Within the function out is the list that you want to return at the end; temp is a temporary list that is populated with numbers until the sum of temp exceeds your lim value, at which point this temp is then appended to out and replaced with an empty list.
def group(L, threshold):
answer = []
start = 0
sofar = L[0]
for i,num in enumerate(L[1:],1):
if sofar >= threshold:
answer.append(L[start:i])
sofar = L[i]
start = i
else:
sofar += L[i]
if i<len(L) and sofar>=threshold:
answer.append(L[i:])
return answer
Output:
In [4]: group([20, 10, 9, 8, 8, 7, 6, 2, 1], 15)
Out[4]: [[20], [10, 9], [8, 8], [7, 6, 2]]
Hope this will help :)
vlist = [20, 10,3,9, 7,6,5,4]
thresold = 15
result = []
tmp = []
for v in vlist:
if v > thresold:
tmp.append(v)
result.append(tmp)
tmp = []
elif sum(tmp) + v > thresold:
tmp.append(v)
result.append(tmp)
tmp = []
else:
tmp.append(v)
if tmp != []:
result.append(tmp)
Here what's the result :
[[20], [10, 3, 9], [7, 6, 5], [4]]
Here's yet another way:
def group_by_sum(a, lim):
out = []
group = None
for i in a:
if group is None:
group = []
out.append(group)
group.append(i)
if sum(group) > lim:
group = None
return out
print(group_by_sum(a, 15))
We already have plenty of working answers, but here are two other approaches.
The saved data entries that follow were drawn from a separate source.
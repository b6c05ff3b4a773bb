use chrono::{DateTime, Utc};
use sea_orm::ActiveValue::Set;
use sea_orm::DeriveActiveEnum;
use sea_orm::QueryFilter;
use sea_orm::entity::prelude::*;
use sea_orm::QueryOrder;
use serde::{Deserialize, Serialize};
use strum::{Display, EnumString};

/// A visual note pinned to a page position of an answer sheet PDF.
///
/// Annotations are append-only and advisory: they never feed into marks and
/// never gate a grading or grievance transition.
#[derive(Clone, Debug, PartialEq, DeriveEntityModel, Serialize)]
#[sea_orm(table_name = "annotations")]
pub struct Model {
    #[sea_orm(primary_key)]
    pub id: i64,

    pub answer_sheet_id: i64,

    pub page_number: i32,
    pub x: f64,
    pub y: f64,

    pub annotation_type: AnnotationType,
    pub content: String,
    pub color: String,

    pub created_by: i64,
    pub created_at: DateTime<Utc>,
}

#[derive(
    Debug, Clone, Copy, PartialEq, Eq, EnumIter, DeriveActiveEnum, Display, EnumString, Serialize,
    Deserialize,
)]
#[serde(rename_all = "lowercase")]
#[sea_orm(rs_type = "String", db_type = "Enum", enum_name = "annotation_type")]
#[strum(serialize_all = "lowercase", ascii_case_insensitive)]
pub enum AnnotationType {
    #[sea_orm(string_value = "mark")]
    Mark,

    #[sea_orm(string_value = "comment")]
    Comment,

    #[sea_orm(string_value = "highlight")]
    Highlight,
}

#[derive(Copy, Clone, Debug, EnumIter, DeriveRelation)]
pub enum Relation {
    #[sea_orm(
        belongs_to = "super::answer_sheet::Entity",
        from = "Column::AnswerSheetId",
        to = "super::answer_sheet::Column::Id"
    )]
    AnswerSheet,

    #[sea_orm(
        belongs_to = "super::user::Entity",
        from = "Column::CreatedBy",
        to = "super::user::Column::Id"
    )]
    Author,
}

impl Related<super::answer_sheet::Entity> for Entity {
    fn to() -> RelationDef {
        Relation::AnswerSheet.def()
    }
}

impl ActiveModelBehavior for ActiveModel {}

impl Model {
    #[allow(clippy::too_many_arguments)]
    pub async fn create(
        db: &DbConn,
        answer_sheet_id: i64,
        page_number: i32,
        x: f64,
        y: f64,
        annotation_type: AnnotationType,
        content: &str,
        color: &str,
        created_by: i64,
    ) -> Result<Model, DbErr> {
        let active = ActiveModel {
            answer_sheet_id: Set(answer_sheet_id),
            page_number: Set(page_number),
            x: Set(x),
            y: Set(y),
            annotation_type: Set(annotation_type),
            content: Set(content.to_owned()),
            color: Set(color.to_owned()),
            created_by: Set(created_by),
            created_at: Set(Utc::now()),
            ..Default::default()
        };

        active.insert(db).await
    }

    pub async fn find_for_sheet(
        db: &DbConn,
        answer_sheet_id: i64,
    ) -> Result<Vec<Model>, DbErr> {
        Entity::find()
            .filter(Column::AnswerSheetId.eq(answer_sheet_id))
            .order_by_asc(Column::PageNumber)
            .order_by_asc(Column::Id)
            .all(db)
            .await
    }
}
use crate::seed::Seeder;
use db::error::DomainError;
use db::models::department;
use db::models::subject::Model as SubjectModel;
use sea_orm::{DatabaseConnection, EntityTrait};
use std::future::Future;
use std::pin::Pin;

pub struct SubjectSeeder;

const SUBJECTS: &[(&str, &str, &str)] = &[
    ("CS", "Data Structures", "CS201"),
    ("CS", "Operating Systems", "CS301"),
    ("MATH", "Linear Algebra", "MATH210"),
    ("MATH", "Real Analysis", "MATH320"),
    ("PHY", "Classical Mechanics", "PHY110"),
    ("PHY", "Electromagnetism", "PHY220"),
];

impl Seeder for SubjectSeeder {
    fn seed<'a>(
        &'a self,
        db: &'a DatabaseConnection,
    ) -> Pin<Box<dyn Future<Output = Result<(), DomainError>> + Send + 'a>> {
        Box::pin(async move {
            let departments = department::Entity::find().all(db).await?;

            for (dept_code, name, code) in SUBJECTS {
                let Some(dept) = departments.iter().find(|d| d.code == *dept_code) else {
                    continue;
                };
                SubjectModel::create(db, dept.id, name, code, "S1").await?;
            }
            Ok(())
        })
    }
}
//! Domain error taxonomy for the grading and grievance workflow.
//!
//! Every variant except [`DomainError::Db`] represents a business invariant
//! violation that is surfaced to the caller as a rejected operation; none of
//! them are retried. `Db` wraps transient store failures and is reported as a
//! generic failure instead.

use sea_orm::DbErr;
use thiserror::Error;

use crate::models::grievance::GrievanceStatus;

#[derive(Debug, Error)]
pub enum DomainError {
    #[error("obtained marks must be between 0 and {max}, got {got}")]
    InvalidMarks { got: i64, max: i64 },

    #[error("no mark recorded for question {question_number} on answer sheet {sheet_id}")]
    MarkNotFound { sheet_id: i64, question_number: i64 },

    #[error("grievance in status '{from}' does not permit this transition")]
    InvalidTransition { from: GrievanceStatus },

    #[error("reviewer {reviewer_id} is not assigned to this question")]
    UnauthorizedReviewer { reviewer_id: i64 },

    #[error("{0} not found")]
    NotFound(&'static str),

    #[error("answer sheet {sheet_id} has already been graded by another teacher")]
    AlreadyGraded { sheet_id: i64 },

    #[error("question {question_number} is already assigned to teacher {teacher_id} on this exam")]
    Overlap {
        question_number: i64,
        teacher_id: i64,
    },

    #[error("answer sheet has not been graded yet")]
    SheetNotGraded,

    #[error("answer sheet belongs to a different student")]
    NotSheetOwner,

    #[error("an open grievance already exists for this question")]
    DuplicateGrievance,

    #[error("claimed current marks ({claimed}) do not match the recorded marks ({actual})")]
    StaleMarks { claimed: i64, actual: i64 },

    #[error("invalid assignment: {0}")]
    InvalidAssignment(String),

    #[error(transparent)]
    Db(#[from] DbErr),
}
//! User management routes module (admin only).

use axum::{
    Router,
    routing::{get, post},
};
use util::state::AppState;

pub mod get;
pub mod post;

use get::get_users;
use post::create_user;

/// Builds and returns the `/users` route group.
///
/// Routes:
/// - `POST /users` → Create a user with an explicit role
/// - `GET  /users` → List users, optionally filtered by role
pub fn users_routes() -> Router<AppState> {
    Router::new()
        .route("/", post(create_user))
        .route("/", get(get_users))
}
We can use itertools.groupby to collect such groups, given a stateful accumulator that understands the contents of the group. We end up with a set of (key,group) pairs, so some additional filtering gets us only the groups. Additionally since itertools provides iterators, we convert them to lists for printing.
from itertools import groupby
class Thresholder:
def __init__(self, threshold):
self.threshold=threshold
self.sum=0
self.group=0
def __call__(self, value):
if self.sum>self.threshold:
self.sum=value
self.group+=1
else:
self.sum+=value
return self.group
print [list(g) for k,g in groupby([20, 10, 9, 8, 8, 7, 6, 2, 1], Thresholder(15))]
The operation can also be done as a single reduce call:
def accumulator(result, value):
last=result[-1]
if sum(last)>threshold:
result.append([value])
else:
last.append(value)
return result
threshold=15
print reduce(accumulator, [20, 10, 9, 8, 8, 7, 6, 2, 1], [[]])
This version scales poorly to many values due to the repeated call to sum(), and the global variable for the threshold is rather clumsy. Also, calling it for an empty list will still leave one empty group.
Edit: The question logic demands that values above the threshold get put in their own groups (not sharing with collected smaller values). I did not think of that while writing these versions, but the accepted answer by Ffisegydd handles it. There is no effective difference if the input data is sorted in descending order, as all the sample data appears to be.